INPUT.
* * *

//!
//! A platform-agnostic driver for the INA226 bidirectional current and power monitor. Built using embedded-hal.
//!
//! The driver computes the calibration register from the shunt resistor and the largest expected
//! current, manages the averaging, conversion time and operating mode fields of the configuration
//! register, and reports bus voltage, shunt voltage, current and power in integer micro/milli units.
//!
//! ```rust,no_run
//! use embedded_hal_mock::eh1::delay::NoopDelay;
//! use embedded_hal_mock::eh1::i2c::Mock;
//! use ina226::{INA226Driver, INA226InitConfig};
//!
//! let i2c = Mock::new(&[]);
//! let mut config = INA226InitConfig::new(3.2, 0.002);
//! config.averaging = ina226::Averaging::Avg16;
//!
//! let mut ina = INA226Driver::new(i2c, NoopDelay, 0x40, Some(config)).unwrap();
//! let bus_mv = ina.get_bus_millivolts(true).unwrap();
//! let current_ua = ina.get_bus_microamps().unwrap();
//! ```
//!

#![cfg_attr(not(feature = "std"), no_std)]

#[macro_use]
mod fmt;

pub mod calibration;
pub mod config;
pub mod driver;
pub mod register;

pub use calibration::{Calibration, CalibrationError};
pub use config::{Averaging, Configuration, ConversionTime, Mode};
pub use driver::*;
pub use register::{MaskEnable, Register};
pub mod controller;
pub mod router;
pub mod service;

pub use router::init_schedules_router;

* * *

PROBLEM TO SOLVE.
Give every entry again in full, precisely as written above.

ANSWER TO THIS EXERCISE.
//!
//! A platform-agnostic driver for the INA226 bidirectional current and power monitor. Built using embedded-hal.
//!
//! The driver computes the calibration register from the shunt resistor and the largest expected
//! current, manages the averaging, conversion time and operating mode fields of the configuration
//! register, and reports bus voltage, shunt voltage, current and power in integer micro/milli units.
//!
//! ```rust,no_run
//! use embedded_hal_mock::eh1::delay::NoopDelay;
//! use embedded_hal_mock::eh1::i2c::Mock;
//! use ina226::{INA226Driver, INA226InitConfig};
//!
//! let i2c = Mock::new(&[]);
//! let mut config = INA226InitConfig::new(3.2, 0.002);
//! config.averaging = ina226::Averaging::Avg16;
//!
//! let mut ina = INA226Driver::new(i2c, NoopDelay, 0x40, Some(config)).unwrap();
//! let bus_mv = ina.get_bus_millivolts(true).unwrap();
//! let current_ua = ina.get_bus_microamps().unwrap();
//! ```
//!

#![cfg_attr(not(feature = "std"), no_std)]

#[macro_use]
mod fmt;

pub mod calibration;
pub mod config;
pub mod driver;
pub mod register;

pub use calibration::{Calibration, CalibrationError};
pub use config::{Averaging, Configuration, ConversionTime, Mode};
pub use driver::*;
pub use register::{MaskEnable, Register};
pub mod controller;
pub mod router;
pub mod service;

pub use router::init_schedules_router;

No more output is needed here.